Steve Ury is an attorney by day and Recent Eats blogger by night who is tracking where the good stuff comes from. He tells All Things Considered's Audie Cornish that over 50 different brands from different companies appear to be bottling whiskey from this big Indiana factory, which goes by the name of MGP Midwest Grain Products.
Ury says that one of the tell-tale signs on the bottle is the wording. "Does it say it is 'distilled' by that company, or does it say it's 'bottled by' or 'produced by' that company? That sounds like a small difference, but it has a big legal meaning."
He also looks for the recipe because the Indiana distillery uses 95 percent rye, which is very distinct. That's a red flag that it might be from Indiana.
As for the taste, Ury notes that different barrels taste different. "Sometimes they blend it with other whiskeys; sometimes they put it in a barrel that previously held port or rum to give it a slightly different flavor," he says. "Sometimes they'll filter it. But there's a commonality of flavor of these MGP ryes because they are so distinct."
As The Daily Beast notes, one brand called WhistlePig Straight Rye Whiskey based in Vermont has gotten a lot of hype. It launched in 2010. Ury looked at the source of the whiskey and when it's supposed to be aged. So is there a discrepancy?
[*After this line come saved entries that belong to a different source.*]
//! Capability negotiation
//!
//! Builds the local [`Device`] from the router's RTP capabilities. A session
//! holds at most one device; [`CapabilityNegotiator`] loads it once and shares
//! a single in-flight request between concurrent callers.

use chrono::{DateTime, Utc};
use serde_json::Value;
use std::sync::atomic::{AtomicUsize, Ordering};
use std::sync::Arc;
use tokio::sync::OnceCell;
use tracing::{debug, info, warn};

use super::rtp::{RtpCapabilities, RtpCodecCapability};
use crate::media::MediaKind;
use crate::signaling::{events, is_empty_reply, SignalingChannel};
use crate::{Error, Result};

/// Codecs the local media stack can send, matched case-insensitively on mime type
const SUPPORTED_MIME_TYPES: &[&str] = &[
    "audio/opus",
    "audio/PCMU",
    "audio/PCMA",
    "video/VP8",
    "video/VP9",
    "video/H264",
    "video/rtx",
];

/// Local negotiation context loaded with the router's capabilities
#[derive(Debug, Clone)]
pub struct Device {
    router_capabilities: RtpCapabilities,
    send_capabilities: RtpCapabilities,
    loaded_at: DateTime<Utc>,
}

impl Device {
    /// Construct a device from a raw capability descriptor.
    ///
    /// Empty, undecodable or inconsistent descriptors are all `Capabilities` errors.
    pub fn load(descriptor: Value) -> Result<Self> {
        if is_empty_reply(&descriptor) {
            return Err(Error::Capabilities(
                "router returned no RTP capabilities".to_string(),
            ));
        }

        let router_capabilities: RtpCapabilities = serde_json::from_value(descriptor)
            .map_err(|e| Error::Capabilities(format!("malformed capability descriptor: {e}")))?;

        for codec in &router_capabilities.codecs {
            validate_codec(codec)?;
        }

        let send_capabilities = RtpCapabilities {
            codecs: router_capabilities
                .codecs
                .iter()
                .filter(|codec| is_supported(codec))
                .cloned()
                .collect(),
            header_extensions: router_capabilities.header_extensions.clone(),
        };

        if !send_capabilities.codecs.iter().any(|codec| !codec.is_rtx()) {
            return Err(Error::Capabilities(
                "no media codec in common with the router".to_string(),
            ));
        }

        Ok(Self {
            router_capabilities,
            send_capabilities,
            loaded_at: Utc::now(),
        })
    }

    /// Capabilities advertised to the server when creating a transport
    #[must_use]
    pub const fn rtp_capabilities(&self) -> &RtpCapabilities {
        &self.send_capabilities
    }

    #[must_use]
    pub const fn router_rtp_capabilities(&self) -> &RtpCapabilities {
        &self.router_capabilities
    }

    #[must_use]
    pub const fn loaded_at(&self) -> DateTime<Utc> {
        self.loaded_at
    }

    /// First usable send codec for `kind`
    #[must_use]
    pub fn codec_for(&self, kind: MediaKind) -> Option<&RtpCodecCapability> {
        self.send_capabilities
            .codecs
            .iter()
            .find(|codec| codec.kind == kind && !codec.is_rtx())
    }

    #[must_use]
    pub fn can_produce(&self, kind: MediaKind) -> bool {
        self.codec_for(kind).is_some()
    }
}

fn validate_codec(codec: &RtpCodecCapability) -> Result<()> {
    let Some((prefix, name)) = codec.mime_type.split_once('/') else {
        return Err(Error::Capabilities(format!(
            "invalid mimeType '{}'",
            codec.mime_type
        )));
    };
    if name.is_empty() || !prefix.eq_ignore_ascii_case(codec.kind.as_str()) {
        return Err(Error::Capabilities(format!(
            "mimeType '{}' does not match kind '{}'",
            codec.mime_type, codec.kind
        )));
    }
    if codec.clock_rate == 0 {
        return Err(Error::Capabilities(format!(
            "codec '{}' has zero clockRate",
            codec.mime_type
        )));
    }
    Ok(())
}

fn is_supported(codec: &RtpCodecCapability) -> bool {
    SUPPORTED_MIME_TYPES
        .iter()
        .any(|mime| mime.eq_ignore_ascii_case(&codec.mime_type))
}

/// Loads the session's device exactly once
#[derive(Default)]
pub struct CapabilityNegotiator {
    device: OnceCell<Arc<Device>>,
    requests: AtomicUsize,
}

impl CapabilityNegotiator {
    #[must_use]
    pub fn new() -> Self {
        Self::default()
    }

    /// Return the device, requesting the router capabilities if none is loaded.
    ///
    /// Calls made while a load is in flight wait for that load instead of
    /// sending their own request. A failed load leaves no device behind.
    pub async fn load(&self, channel: &SignalingChannel) -> Result<Arc<Device>> {
        if let Some(device) = self.device.get() {
            debug!("Device already loaded, skipping capability request");
            return Ok(Arc::clone(device));
        }

        let device = self
            .device
            .get_or_try_init(|| async move {
                self.requests.fetch_add(1, Ordering::SeqCst);
                let reply = channel
                    .request(events::GET_ROUTER_RTP_CAPABILITIES, Value::Null)
                    .await?;

                match Device::load(reply) {
                    Ok(device) => {
                        info!(
                            codecs = device.rtp_capabilities().codecs.len(),
                            header_extensions = device.rtp_capabilities().header_extensions.len(),
                            "Device loaded with router capabilities"
                        );
                        Ok(Arc::new(device))
                    }
                    Err(e) => {
                        warn!(error = %e, "Failed to load device");
                        Err(e)
                    }
                }
            })
            .await?;

        Ok(Arc::clone(device))
    }

    #[must_use]
    pub fn device(&self) -> Option<Arc<Device>> {
        self.device.get().cloned()
    }

    #[must_use]
    pub fn is_loaded(&self) -> bool {
        self.device.initialized()
    }

    /// Number of capability requests sent so far
    #[must_use]
    pub fn requests_sent(&self) -> usize {
        self.requests.load(Ordering::SeqCst)
    }
}

#[cfg(test)]
mod tests {
    use super::*;
    use crate::signaling::{ChannelLink, Envelope};
    use serde_json::json;
    use std::time::Duration;

    fn router_capabilities() -> Value {
        json!({
            "codecs": [
                {"kind": "audio", "mimeType": "audio/opus", "clockRate": 48000, "channels": 2, "preferredPayloadType": 100},
                {"kind": "video", "mimeType": "video/VP8", "clockRate": 90000, "preferredPayloadType": 101},
                {"kind": "video", "mimeType": "video/rtx", "clockRate": 90000, "preferredPayloadType": 102, "parameters": {"apt": 101}},
                {"kind": "video", "mimeType": "video/AV1", "clockRate": 90000, "preferredPayloadType": 103}
            ],
            "headerExtensions": [
                {"kind": "video", "uri": "urn:ietf:params:rtp-hdrext:sdes:mid", "preferredId": 1}
            ]
        })
    }

    #[test]
    fn test_load_filters_unsupported_codecs() {
        let device = Device::load(router_capabilities()).unwrap();

        assert_eq!(device.router_rtp_capabilities().codecs.len(), 4);
        assert_eq!(device.rtp_capabilities().codecs.len(), 3);
        assert!(device.can_produce(MediaKind::Video));
        assert!(device.can_produce(MediaKind::Audio));
        assert_eq!(device.codec_for(MediaKind::Video).unwrap().codec_name(), "VP8");
    }

    #[test]
    fn test_empty_descriptor_is_capabilities_error() {
        assert!(matches!(Device::load(Value::Null), Err(Error::Capabilities(_))));
        assert!(matches!(Device::load(json!({})), Err(Error::Capabilities(_))));
    }

    #[test]
    fn test_malformed_descriptor_is_capabilities_error() {
        let wrong_shape = json!({"codecs": "opus"});
        assert!(matches!(Device::load(wrong_shape), Err(Error::Capabilities(_))));

        let kind_mismatch = json!({"codecs": [{"kind": "audio", "mimeType": "video/VP8", "clockRate": 90000}]});
        assert!(matches!(Device::load(kind_mismatch), Err(Error::Capabilities(_))));

        let zero_clock = json!({"codecs": [{"kind": "audio", "mimeType": "audio/opus", "clockRate": 0}]});
        assert!(matches!(Device::load(zero_clock), Err(Error::Capabilities(_))));

        let only_rtx = json!({"codecs": [{"kind": "video", "mimeType": "video/rtx", "clockRate": 90000}]});
        assert!(matches!(Device::load(only_rtx), Err(Error::Capabilities(_))));
    }

    #[tokio::test]
    async fn test_concurrent_loads_send_one_request() {
        let (client, mut server) = ChannelLink::pair();
        let channel = SignalingChannel::from_link(client, Duration::from_secs(5));
        let negotiator = CapabilityNegotiator::new();

        let responder = tokio::spawn(async move {
            let mut requests = 0;
            while let Some(envelope) = server.inbound.recv().await {
                if let Envelope::Event { id: Some(id), .. } = envelope {
                    requests += 1;
                    tokio::time::sleep(Duration::from_millis(20)).await;
                    server
                        .outbound
                        .send(Envelope::ack(id, router_capabilities()))
                        .unwrap();
                }
            }
            requests
        });

        let (a, b) = tokio::join!(negotiator.load(&channel), negotiator.load(&channel));
        let (a, b) = (a.unwrap(), b.unwrap());
        assert!(Arc::ptr_eq(&a, &b));
        assert_eq!(negotiator.requests_sent(), 1);

        // Already loaded: no further request.
        negotiator.load(&channel).await.unwrap();
        assert_eq!(negotiator.requests_sent(), 1);

        channel.close();
        drop(channel);
        assert_eq!(responder.await.unwrap(), 1);
    }

    #[tokio::test]
    async fn test_failed_load_leaves_no_device() {
        let (client, mut server) = ChannelLink::pair();
        let channel = SignalingChannel::from_link(client, Duration::from_secs(5));
        let negotiator = CapabilityNegotiator::new();

        tokio::spawn(async move {
            while let Some(Envelope::Event { id: Some(id), .. }) = server.inbound.recv().await {
                let _ = server.outbound.send(Envelope::ack(id, Value::Null));
            }
        });

        assert!(matches!(
            negotiator.load(&channel).await,
            Err(Error::Capabilities(_))
        ));
        assert!(!negotiator.is_loaded());
        assert!(negotiator.device().is_none());
    }
}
Ury says WhistlePig launched with a 10-year-old whiskey, made from barrels of whiskey from Canada, and sold it as the company's own rye whiskey.
"Now there's nothing inherently wrong with that," says Ury. "The only problem is that a lot of these companies aren't very clear that they're getting their whiskey from other places. WhistlePig, for instance, if you dig, you can find out that the label says in very small print 'a product of Canada,' but in their publicity they talk a lot about their Vermont farm, and about being a Vermont product."
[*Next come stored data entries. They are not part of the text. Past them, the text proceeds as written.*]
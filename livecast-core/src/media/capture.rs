//! Media capture collaborator

use async_trait::async_trait;
use serde::{Deserialize, Serialize};
use tracing::{info, warn};

use super::{MediaKind, MediaTrack};
use crate::error::CaptureError;

/// What the caller wants captured
#[derive(Debug, Clone, Copy, PartialEq, Eq, Serialize, Deserialize)]
pub struct MediaConstraints {
    pub audio: bool,
    pub video: bool,
}

impl MediaConstraints {
    /// Kind of the track published: video when requested, otherwise audio.
    #[must_use]
    pub const fn primary_kind(&self) -> Option<MediaKind> {
        if self.video {
            Some(MediaKind::Video)
        } else if self.audio {
            Some(MediaKind::Audio)
        } else {
            None
        }
    }
}

impl Default for MediaConstraints {
    fn default() -> Self {
        Self {
            audio: true,
            video: true,
        }
    }
}

#[async_trait]
pub trait MediaCapture: Send + Sync {
    /// Acquire the local track to publish. Permission prompts happen here.
    async fn acquire_local_track(
        &self,
        constraints: &MediaConstraints,
    ) -> Result<MediaTrack, CaptureError>;
}

/// Capture that hands out test-pattern tracks without touching hardware
#[derive(Debug, Clone)]
pub struct SyntheticCapture {
    permission_granted: bool,
    available: Vec<MediaKind>,
}

impl SyntheticCapture {
    #[must_use]
    pub fn new() -> Self {
        Self {
            permission_granted: true,
            available: vec![MediaKind::Audio, MediaKind::Video],
        }
    }

    #[must_use]
    pub fn with_permission(mut self, granted: bool) -> Self {
        self.permission_granted = granted;
        self
    }

    #[must_use]
    pub fn with_devices(mut self, available: Vec<MediaKind>) -> Self {
        self.available = available;
        self
    }
}

impl Default for SyntheticCapture {
    fn default() -> Self {
        Self::new()
    }
}

#[async_trait]
impl MediaCapture for SyntheticCapture {
    async fn acquire_local_track(
        &self,
        constraints: &MediaConstraints,
    ) -> Result<MediaTrack, CaptureError> {
        let kind = constraints
            .primary_kind()
            .ok_or(CaptureError::EmptyConstraints)?;

        if !self.permission_granted {
            warn!(kind = %kind, "Capture permission denied");
            return Err(CaptureError::PermissionDenied(kind.to_string()));
        }
        if !self.available.contains(&kind) {
            return Err(CaptureError::DeviceNotFound(kind.to_string()));
        }

        let track = MediaTrack::new(kind, format!("synthetic-{kind}"));
        info!(track_id = %track.id(), kind = %kind, "Acquired synthetic track");
        Ok(track)
    }
}

#[cfg(test)]
mod tests {
    use super::*;

    #[tokio::test]
    async fn test_prefers_video_track() {
        let capture = SyntheticCapture::new();
        let track = capture
            .acquire_local_track(&MediaConstraints::default())
            .await
            .unwrap();
        assert_eq!(track.kind(), MediaKind::Video);
        assert!(!track.is_ended());
    }

    #[tokio::test]
    async fn test_audio_only() {
        let capture = SyntheticCapture::new();
        let constraints = MediaConstraints {
            audio: true,
            video: false,
        };
        let track = capture.acquire_local_track(&constraints).await.unwrap();
        assert_eq!(track.kind(), MediaKind::Audio);
    }

    #[tokio::test]
    async fn test_capture_errors() {
        let denied = SyntheticCapture::new().with_permission(false);
        assert_eq!(
            denied
                .acquire_local_track(&MediaConstraints::default())
                .await
                .unwrap_err(),
            CaptureError::PermissionDenied("video".into())
        );

        let no_camera = SyntheticCapture::new().with_devices(vec![MediaKind::Audio]);
        assert!(matches!(
            no_camera
                .acquire_local_track(&MediaConstraints::default())
                .await,
            Err(CaptureError::DeviceNotFound(_))
        ));

        let nothing = MediaConstraints {
            audio: false,
            video: false,
        };
        assert_eq!(
            SyntheticCapture::new()
                .acquire_local_track(&nothing)
                .await
                .unwrap_err(),
            CaptureError::EmptyConstraints
        );
    }
}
According to Ury, all this murky sourcing makes it tough for the distilleries that really are small batch.
"When there's a distillery down the street that's marketing whiskey made by a big distillery that's 10 years old, it's very hard for a small player who is trying their best to make the whiskey. And then once they make it, they have to sit on it for four or six or 10 years to get that age on it," he says.
So we had to ask Ury: Given what you've learned, what do you drink?
"I'm an adventurer, so I like to try a little bit of everything," he says. "I drink plenty of whiskey from MGP in Indiana. In fact, I have some favorites from there. And I'm a fan of WhistlePig, and I'm a fan of High West, and I'm a fan of Willett. It's not so much a matter of its tasting better or worse, it's more a matter of the consumer knowing what they're getting, and understanding why something might taste a certain way, and why something might taste differently."